GPCRs play a role in virtually every biological process and most diseases, including, cardiovascular disease, obesity and diabetes, neuropsychiatric disorder, inflammation and cancer. Almost half of all current medications available use GPCRs to achieve their therapeutic effect.

Current GPCR drugs work either by fully activating or completely blocking receptors, treating the protein like a simple "on-off" switch. This new research discovered alternative recognition sites on GPCRs that can be targeted by drugs to fine-tune the behavior of the protein, basically converting the "on-off" switch into a "dimmer switch".

Professor Christopoulos said it was this insight that enabled the new breakthrough.

"When a heart attack strikes, heart cells die because of a lack of oxygen and nutrients. But even more damage is caused when the blood rushes back to the heart cells due to the release of inflammatory chemicals and damaging free radicals," Professor Christopoulos said.

Currently, drugs to minimise damage to the heart activate the adenosine A1 receptor, a GPCR found in the heart. However, a major issue in activating the A1 receptor also slows down the heart, and too much activation can stop the heart.

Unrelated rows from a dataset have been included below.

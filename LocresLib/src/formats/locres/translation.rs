//! Translation workflow support
//!
//! Export a locres document to a plain-text sheet for translators, import
//! the translated sheet back.
//!
//! # Sheet Format
//!
//! One row per line, no header, three fields joined by a separator
//! (`→` by default):
//!
//! ```text
//! Source text→Translated text→Namespace/Key
//! ```
//!
//! A separator inside source or target text is preceded by the escape
//! character (`¶` by default). Carriage returns and line feeds in any field
//! are written as the two-character sequences `\r` and `\n`.

use std::fs::File;
use std::io::{BufRead, BufReader, BufWriter, Write};
use std::path::Path;

use indexmap::IndexMap;

use super::document::{composite_key, split_composite_key};
use super::{LocresDocument, LocresEntry};
use crate::error::Result;
use crate::hash::str_crc32;

/// Separator and escape characters of a translation sheet.
#[derive(Debug, Clone, Copy, PartialEq, Eq)]
pub struct SheetFormat {
    /// Field separator.
    pub separator: char,
    /// Character placed before a separator that belongs to the text.
    pub escape: char,
}

impl Default for SheetFormat {
    fn default() -> Self {
        Self {
            separator: '→',
            escape: '¶',
        }
    }
}

/// One sheet row.
#[derive(Debug, Clone, PartialEq, Eq)]
pub struct TranslationRow {
    /// Composite `namespace/key`.
    pub key: String,
    /// Text currently in the file.
    pub source: String,
    /// Translation (empty until filled in).
    pub target: String,
}

impl TranslationRow {
    pub fn new(key: impl Into<String>, source: impl Into<String>, target: impl Into<String>) -> Self {
        Self {
            key: key.into(),
            source: source.into(),
            target: target.into(),
        }
    }

    /// Namespace part of the key (empty when the key has no separator).
    pub fn namespace(&self) -> &str {
        split_composite_key(&self.key).0
    }

    /// Entry key without the namespace prefix.
    pub fn entry_key(&self) -> &str {
        split_composite_key(&self.key).1
    }
}

/// Result of importing translations
#[derive(Debug, Clone, Default, PartialEq, Eq)]
pub struct ImportResult {
    /// Rows read from the sheet
    pub total: usize,
    /// Rows with a non-empty translation
    pub translated: usize,
    /// Existing entries whose value was replaced
    pub updated: usize,
    /// New entries appended to an existing namespace
    pub added: usize,
    /// Translated keys that matched neither an entry nor a namespace
    pub unused_keys: Vec<String>,
}

/// Project a document onto sheet rows.
///
/// Entries with an empty value are skipped; the target column starts empty.
pub fn export_rows(document: &LocresDocument) -> Vec<TranslationRow> {
    document
        .entries()
        .filter(|(_, entry)| !entry.value.is_empty())
        .map(|(key, entry)| TranslationRow::new(key, entry.value.clone(), String::new()))
        .collect()
}

/// Export a document to a translation sheet
///
/// # Returns
/// Number of rows written
///
/// # Errors
/// Returns an error if the file cannot be written.
pub fn export_for_translation<P: AsRef<Path>>(
    document: &LocresDocument,
    path: P,
    format: SheetFormat,
) -> Result<usize> {
    let rows = export_rows(document);
    let file = File::create(path.as_ref())?;
    let mut writer = BufWriter::new(file);
    write_sheet(&mut writer, &rows, format)?;
    writer.flush()?;

    tracing::info!("Exported {} strings to {:?}", rows.len(), path.as_ref());
    Ok(rows.len())
}

/// Import a translation sheet into a document
///
/// # Errors
/// Returns an error if the file cannot be read.
pub fn import_translations<P: AsRef<Path>>(
    document: &mut LocresDocument,
    path: P,
    format: SheetFormat,
) -> Result<ImportResult> {
    let file = File::open(path.as_ref())?;
    let rows = read_sheet(BufReader::new(file), format)?;
    tracing::info!("Loaded {} rows from {:?}", rows.len(), path.as_ref());
    Ok(document.apply_translations(&rows))
}

/// Write rows in sheet format.
pub fn write_sheet<W: Write>(writer: &mut W, rows: &[TranslationRow], format: SheetFormat) -> Result<()> {
    let sep = format.separator;
    for row in rows {
        writeln!(
            writer,
            "{}{sep}{}{sep}{}",
            escape_text(&row.source, format),
            escape_text(&row.target, format),
            escape_newlines(&row.key)
        )?;
    }
    Ok(())
}

/// Read rows in sheet format.
///
/// Blank lines and lines with fewer than three fields are skipped.
pub fn read_sheet<R: BufRead>(reader: R, format: SheetFormat) -> Result<Vec<TranslationRow>> {
    let mut rows = Vec::new();
    for line in reader.lines() {
        let line = line?;
        if line.is_empty() {
            continue;
        }

        let fields = split_fields(&line, format);
        if fields.len() < 3 {
            tracing::debug!("Skipping sheet line with {} fields", fields.len());
            continue;
        }

        let mut fields = fields.into_iter();
        let source = fields.next().unwrap_or_default();
        let target = fields.next().unwrap_or_default();
        let key = fields.next().unwrap_or_default();
        rows.push(TranslationRow { key, source, target });
    }
    Ok(rows)
}

impl LocresDocument {
    /// Apply translated rows to the document.
    ///
    /// Rows with an empty target are ignored. Keys match case-insensitively
    /// and the first row for a key wins. A matching entry takes the target as
    /// its value; an unmatched row is appended as a new entry to the first
    /// namespace named like its namespace prefix, with the CRC of its source
    /// text as source hash. Only that first namespace gets the entry, and its
    /// key is the part after `namespace/`, not the full composite key. Rows
    /// left over are reported in [`ImportResult::unused_keys`].
    pub fn apply_translations(&mut self, rows: &[TranslationRow]) -> ImportResult {
        let mut result = ImportResult {
            total: rows.len(),
            ..ImportResult::default()
        };

        let mut pending: IndexMap<String, &TranslationRow> = IndexMap::new();
        for row in rows.iter().filter(|row| !row.target.is_empty()) {
            result.translated += 1;
            pending.entry(fold_key(&row.key)).or_insert(row);
        }

        for namespace in &mut self.namespaces {
            for entry in &mut namespace.entries {
                let key = fold_key(&composite_key(&namespace.name, &entry.key));
                if let Some(row) = pending.shift_remove(&key) {
                    entry.value.clone_from(&row.target);
                    result.updated += 1;
                }
            }
        }

        for namespace in &mut self.namespaces {
            let mut new_rows = Vec::new();
            pending.retain(|_, row| {
                if row.namespace() == namespace.name {
                    new_rows.push(*row);
                    false
                } else {
                    true
                }
            });

            for row in new_rows {
                tracing::debug!("Adding {} to namespace {:?}", row.key, namespace.name);
                namespace.entries.push(LocresEntry::new(
                    row.entry_key(),
                    row.target.clone(),
                    str_crc32(&row.source),
                ));
                result.added += 1;
            }
        }

        result.unused_keys = pending.values().map(|row| row.key.clone()).collect();
        if !result.unused_keys.is_empty() {
            tracing::warn!(
                "{} translations are not used; check their namespaces/keys",
                result.unused_keys.len()
            );
        }

        result
    }
}

// ============================================================================
// Helper functions
// ============================================================================

/// Ordinal case-insensitive comparison key.
///
/// Each char maps on its own to its simple uppercase form; chars whose
/// uppercase spans several chars (`ß`) are kept as they are.
fn fold_key(key: &str) -> String {
    key.chars()
        .map(|c| {
            let mut upper = c.to_uppercase();
            match (upper.next(), upper.next()) {
                (Some(u), None) => u,
                _ => c,
            }
        })
        .collect()
}

fn escape_newlines(text: &str) -> String {
    text.replace('\r', "\\r").replace('\n', "\\n")
}

fn unescape_newlines(text: &str) -> String {
    text.replace("\\r", "\r").replace("\\n", "\n")
}

/// Escape text for a source/target field
fn escape_text(text: &str, format: SheetFormat) -> String {
    let escaped_sep = format!("{}{}", format.escape, format.separator);
    escape_newlines(&text.replace(format.separator, &escaped_sep))
}

/// Split a line on unescaped separators and unescape each field
fn split_fields(line: &str, format: SheetFormat) -> Vec<String> {
    let parts: Vec<&str> = line.split(format.separator).collect();
    let mut fields = Vec::with_capacity(3);
    let mut current = String::new();

    for (i, part) in parts.iter().enumerate() {
        let is_last = i + 1 == parts.len();
        if let Some(text) = part.strip_suffix(format.escape).filter(|_| !is_last) {
            current.push_str(text);
            current.push(format.separator);
            continue;
        }
        current.push_str(part);
        fields.push(unescape_newlines(&std::mem::take(&mut current)));
    }

    fields
}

"Correct dosage has been a serious challenge in clinical trials for A1 receptor drugs. The consequences are serious; a dosage that is too high can stop the heart from beating. Too low, and the drug fails to prevent cell damage. Getting this balance right has been a big problem," Professor Scammells said.

Professor Christopoulos said the Monash study focused on finding new ways to activate the protein, to achieve the beneficial effects (protection) without the side effects (slowing the heart).

"We turned to our knowledge of alternative recognition sites on the A1 receptor and specifically designed a new class of molecule that contained two active components linked together, one binding to the main site on the receptor for activation, and another binding to the alternative site for fine-tuning of the activity. Our "dimmer switch" strategy worked, resulting in a molecule that protected heart cells but did not affect heart rate at all - at least in our animal models," Professor Christopoulos said.

"The beauty of this protein is that if you activate it effectively, you minimise the heart attack and protect the heart cells, and that's something that's never been done before."

The findings will inform the next phase of the research to develop a new drug that could potentially be made available for use by clinicians and emergency paramedics.